Global mergers and acquisitions are an important elements of many strategies for growth in corporations. They allow access to new markets and industries, customers, products and technologies. They also increase the financial strength of companies through increased scale and reach. However businesses must be aware of a myriad of factors when making international acquisitions and divestitures, from taxation and regulatory issues to cultural differences.
In 2024 the uncertainty of the capital markets as well as uncertain macroeconomic conditions affected deal activity. We expect M&A activity to pick up in 2024, as capital markets and macroeconomic conditions improve.
M&A can be triggered by other strategic objectives such as consolidation or digital innovation. For instance, rapid advances in AI predictive robotics, predictive robotics and smart factories are driving manufacturing efficiencies in the industrial sector.

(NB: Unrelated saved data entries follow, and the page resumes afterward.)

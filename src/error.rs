use thiserror::Error;

#[derive(Error, Debug)]
pub enum AppError {
    #[error("CliError: {0}")]
    Cli(#[from] CliError),
    #[error("ApiError: {0}")]
    Api(#[from] ApiError),
    #[error("ConfigError: {0}")]
    Config(#[from] ConfigError),
    #[error("StorageError: {0}")]
    Storage(#[from] StorageError),
    #[error("ServiceError: {0}")]
    Service(#[from] ServiceError),
    #[error("UtilsError: {0}")]
    Utils(#[from] UtilsError),
    #[error("ClipboardError: {0}")]
    Clipboard(#[from] ClipboardError),
    /// Failure the user has already seen as a notification
    #[error(transparent)]
    Notified(Box<AppError>),
}

#[derive(Error, Debug)]
pub enum CliError {
    #[error("Invalid arguments: {0}")]
    InvalidArguments(String),
    #[error("Terminal error: {0}")]
    Terminal(String),
}

#[derive(Error, Debug)]
pub enum ApiError {
    #[error("Request timed out after {timeout_secs}s")]
    Timeout { timeout_secs: u64, endpoint: String },
    #[error("HTTP error: {status} {message}")]
    Http {
        status: u16,
        endpoint: String,
        message: String,
    },
    #[error("Network error on {endpoint}: {message}")]
    Network { endpoint: String, message: String },
}

#[derive(Error, Debug)]
pub enum StorageError {
    #[error("File I/O error at {path}: {source}")]
    FileIo {
        path: String,
        source: std::io::Error,
    },
    #[error("Configuration save failed: {message}")]
    ConfigSaveFailed { message: String },
    #[error("Configuration parse error: {message}")]
    ConfigParseError { message: String },
    #[error("Configuration directory not found")]
    ConfigDirNotFound,
}

#[derive(Error, Debug)]
pub enum ConfigError {
    #[error("Unknown configuration key '{key}'")]
    UnknownKey { key: String },
    #[error("Invalid configuration value for '{field}': {value}")]
    InvalidValue {
        field: String,
        value: String,
        reason: String,
    },
}

/// Service layer error types
#[derive(Error, Debug)]
pub enum ServiceError {
    #[error("API error: {0}")]
    Api(#[from] ApiError),
    #[error("Validation error: {field}: {message}")]
    Validation { field: String, message: String },
    #[error("{message}")]
    Rejected { message: String },
    #[error("File error: {0}")]
    Storage(#[from] StorageError),
}

#[derive(Error, Debug)]
pub enum UtilsError {
    #[error("Validation error: {message}")]
    Validation { message: String },
    #[error("Date parse error: {input}")]
    DateParse { input: String },
}

#[derive(Error, Debug)]
pub enum ClipboardError {
    #[error("Clipboard unavailable: {0}")]
    Unavailable(String),
    #[error("Fallback copy failed: {0}")]
    FallbackFailed(String),
}

#[derive(Debug, Clone, PartialEq)]
pub enum ErrorSeverity {
    Critical,
    High,
    Medium,
    Low,
}

impl ErrorSeverity {
    pub fn emoji(&self) -> &'static str {
        match self {
            ErrorSeverity::Critical => "🚨",
            ErrorSeverity::High => "❌",
            ErrorSeverity::Medium => "⚠️",
            ErrorSeverity::Low => "ℹ️",
        }
    }
}

impl AppError {
    /// Mark the error as already shown to the user
    pub fn notified(self) -> Self {
        match self {
            AppError::Notified(_) => self,
            other => AppError::Notified(Box::new(other)),
        }
    }

    pub fn is_notified(&self) -> bool {
        matches!(self, AppError::Notified(_))
    }

    pub fn severity(&self) -> ErrorSeverity {
        match self {
            AppError::Notified(inner) => inner.severity(),
            AppError::Cli(_) => ErrorSeverity::Medium,
            AppError::Api(api_error) => match api_error {
                ApiError::Timeout { .. } => ErrorSeverity::Medium,
                ApiError::Http { status, .. } if *status >= 500 => ErrorSeverity::High,
                ApiError::Network { .. } => ErrorSeverity::High,
                _ => ErrorSeverity::Medium,
            },
            AppError::Config(_) => ErrorSeverity::High,
            AppError::Storage(_) => ErrorSeverity::Medium,
            AppError::Service(service_error) => match service_error {
                ServiceError::Api(_) => ErrorSeverity::High,
                ServiceError::Validation { .. } => ErrorSeverity::Low,
                ServiceError::Rejected { .. } => ErrorSeverity::Medium,
                ServiceError::Storage(_) => ErrorSeverity::Medium,
            },
            AppError::Utils(_) => ErrorSeverity::Low,
            AppError::Clipboard(_) => ErrorSeverity::Low,
        }
    }

    pub fn display_friendly(&self) -> String {
        match self {
            AppError::Notified(inner) => inner.display_friendly(),
            AppError::Service(ServiceError::Validation { message, .. }) => message.clone(),
            AppError::Service(ServiceError::Rejected { message }) => message.clone(),
            AppError::Api(ApiError::Network { endpoint, .. }) => {
                format!("Could not reach the dashboard server ({})", endpoint)
            }
            _ => format!("{}", self),
        }
    }

    pub fn troubleshooting_hint(&self) -> Option<String> {
        match self {
            AppError::Notified(inner) => inner.troubleshooting_hint(),
            AppError::Api(ApiError::Timeout { .. } | ApiError::Network { .. })
            | AppError::Service(ServiceError::Api(
                ApiError::Timeout { .. } | ApiError::Network { .. },
            )) => Some(
                "Check that the dashboard server is running, or pass --server-url".to_string(),
            ),
            AppError::Config(ConfigError::UnknownKey { .. }) => Some(
                "Valid keys: server_url, timeout_seconds, download_dir, theme".to_string(),
            ),
            AppError::Clipboard(_) => {
                Some("Run inside a graphical session or a terminal with OSC 52 support".to_string())
            }
            _ => None,
        }
    }
}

A key strategy is to buy companies in different markets that offer similar products or services in order to increase market reach and the customer base. This is known as market extension. One example of this is when PepsiCo bought Pizza Hut to significantly boost its soft drink sales.
M&A trends can also be influenced by shifting strategies to combat increased geopolitical risks by focusing on sectors with stronger market outlooks, investing in vertical integration and strengthening supply chain resilience. Additionally, as cash and debt availability shrinks we expect sellers and buyers to embrace more complex structures in order to bridge the gap in valuations, such as stock swaps, minority stake sales and earnouts. This could involve using private equity investment funds to make deals work.